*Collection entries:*
######
//! The production supervisor: one child process spawned from a command.

use std::process::{ExitStatus, Stdio};
use std::time::Duration;

use nix::sys::signal::kill;
use nix::unistd::Pid;
use tokio::process::Child;
use tokio::time;

use super::terminate::terminate;
use super::{DaemonControl, DaemonStatus, ReloadOutcome, SignalName, StopOutcome, SupervisorError, SupervisorState};
use crate::command::CommandSpec;

/// Default wait after the forced kill before declaring the daemon unkillable.
pub const DEFAULT_KILL_TIMEOUT: Duration = Duration::from_secs(5);

/// Default bound on a reload command.
pub const DEFAULT_RELOAD_COMMAND_TIMEOUT: Duration = Duration::from_secs(30);

/// How a running daemon is told to re-read its configuration.
#[derive(Debug, Clone, PartialEq, Eq)]
pub enum ReloadAction {
    Signal(SignalName),
    Command(CommandSpec),
}

impl Default for ReloadAction {
    fn default() -> Self {
        ReloadAction::Signal(SignalName::HANGUP)
    }
}

/// Owns the daemon's child handle and drives its lifecycle.
#[derive(Debug)]
pub struct ProcessSupervisor {
    command: CommandSpec,
    reload: ReloadAction,
    stop_signal: SignalName,
    kill_timeout: Duration,
    reload_command_timeout: Duration,
    state: SupervisorState,
    child: Option<Child>,
    pid: Option<u32>,
    last_exit: Option<ExitStatus>,
}

impl ProcessSupervisor {
    pub fn new(command: CommandSpec) -> Self {
        Self {
            command,
            reload: ReloadAction::default(),
            stop_signal: SignalName::TERMINATE,
            kill_timeout: DEFAULT_KILL_TIMEOUT,
            reload_command_timeout: DEFAULT_RELOAD_COMMAND_TIMEOUT,
            state: SupervisorState::Stopped,
            child: None,
            pid: None,
            last_exit: None,
        }
    }

    pub fn with_reload(mut self, reload: ReloadAction) -> Self {
        self.reload = reload;
        self
    }

    pub fn with_stop_signal(mut self, signal: SignalName) -> Self {
        self.stop_signal = signal;
        self
    }

    pub fn with_kill_timeout(mut self, timeout: Duration) -> Self {
        self.kill_timeout = timeout;
        self
    }

    pub fn with_reload_command_timeout(mut self, timeout: Duration) -> Self {
        self.reload_command_timeout = timeout;
        self
    }

    pub fn state(&self) -> SupervisorState {
        self.state
    }

    pub fn status(&self) -> DaemonStatus {
        DaemonStatus {
            state: self.state,
            pid: self.pid,
            last_exit: self.last_exit,
        }
    }

    fn spawn(&mut self) -> Result<(), SupervisorError> {
        self.state = SupervisorState::Starting;

        let mut cmd = self.command.command();
        cmd.stdin(Stdio::null()).kill_on_drop(true);

        match cmd.spawn() {
            Ok(child) => {
                let pid = child.id();
                tracing::info!(command = %self.command, pid = ?pid, "Daemon started");
                self.child = Some(child);
                self.pid = pid;
                self.state = SupervisorState::Running;
                Ok(())
            }
            Err(source) => {
                self.state = SupervisorState::Stopped;
                Err(SupervisorError::Spawn {
                    command: self.command.to_string(),
                    source,
                })
            }
        }
    }

    fn deliver(&self, signal: SignalName) -> Result<(), SupervisorError> {
        // pid 0 would signal our own process group.
        let pid = self.pid.ok_or(SupervisorError::NotRunning)?;
        kill(Pid::from_raw(pid as i32), signal.signal())
            .map_err(|source| SupervisorError::Signal { pid, signal, source })?;
        tracing::info!(pid, %signal, "Reload signal sent");
        Ok(())
    }

    async fn run_reload_command(&self, spec: &CommandSpec) -> Result<(), SupervisorError> {
        let failed = |reason: String| SupervisorError::ReloadCommand {
            command: spec.to_string(),
            reason,
        };

        let mut cmd = spec.command();
        cmd.stdin(Stdio::null()).kill_on_drop(true);
        let mut child = cmd.spawn().map_err(|e| failed(e.to_string()))?;

        let status = time::timeout(self.reload_command_timeout, child.wait())
            .await
            .map_err(|_| failed(format!("timed out after {:?}", self.reload_command_timeout)))?
            .map_err(|e| failed(e.to_string()))?;

        if !status.success() {
            return Err(failed(format!("exited with {status}")));
        }
        tracing::info!(command = %spec, "Reload command finished");
        Ok(())
    }
}

impl DaemonControl for ProcessSupervisor {
    async fn start(&mut self) -> Result<(), SupervisorError> {
        if self.is_running() {
            tracing::debug!(pid = ?self.pid, "Daemon already running");
            return Ok(());
        }
        self.spawn()
    }

    async fn reload(&mut self) -> Result<ReloadOutcome, SupervisorError> {
        if !self.is_running() {
            tracing::info!("Daemon not running, starting instead of reloading");
            self.spawn()?;
            return Ok(ReloadOutcome::Started);
        }

        match &self.reload {
            ReloadAction::Signal(signal) => {
                self.deliver(*signal)?;
                Ok(ReloadOutcome::Signaled)
            }
            ReloadAction::Command(spec) => {
                self.run_reload_command(spec).await?;
                Ok(ReloadOutcome::RanCommand)
            }
        }
    }

    async fn stop(&mut self, timeout: Duration) -> Result<StopOutcome, SupervisorError> {
        if !self.is_running() {
            return Ok(StopOutcome::NotRunning);
        }
        let Some(child) = self.child.as_mut() else {
            return Ok(StopOutcome::NotRunning);
        };

        self.state = SupervisorState::Stopping;
        // On error the child stays owned here, in `Stopping`.
        let outcome = terminate(child, self.stop_signal, timeout, self.kill_timeout).await?;

        if let StopOutcome::Exited(status) | StopOutcome::Killed(status) = outcome {
            self.last_exit = Some(status);
        }
        self.child = None;
        self.pid = None;
        self.state = SupervisorState::Stopped;
        Ok(outcome)
    }

    fn is_running(&mut self) -> bool {
        let Some(child) = self.child.as_mut() else {
            return false;
        };

        match child.try_wait() {
            Ok(None) => true,
            Ok(Some(status)) => {
                tracing::warn!(pid = ?self.pid, %status, "Daemon exited");
                self.last_exit = Some(status);
                self.child = None;
                self.pid = None;
                self.state = SupervisorState::Stopped;
                false
            }
            Err(e) => {
                tracing::warn!(pid = ?self.pid, error = %e, "Cannot query daemon status");
                true
            }
        }
    }
}

#[cfg(test)]
mod tests {
    use super::*;

    #[test]
    fn test_signal_without_daemon_is_refused() {
        let supervisor = ProcessSupervisor::new("sleep 30".parse().unwrap());
        let err = supervisor.deliver(SignalName::HANGUP).unwrap_err();
        assert!(matches!(err, SupervisorError::NotRunning));
        assert!(!err.is_fatal());
    }
}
######
*Problem details:*
Your answer is the line containing "use super::*;" plus every line after it through the end of the entries, given again exactly and alone.

*Solution to this task:*
    use super::*;

    #[test]
    fn test_signal_without_daemon_is_refused() {
        let supervisor = ProcessSupervisor::new("sleep 30".parse().unwrap());
        let err = supervisor.deliver(SignalName::HANGUP).unwrap_err();
        assert!(matches!(err, SupervisorError::NotRunning));
        assert!(!err.is_fatal());
    }
}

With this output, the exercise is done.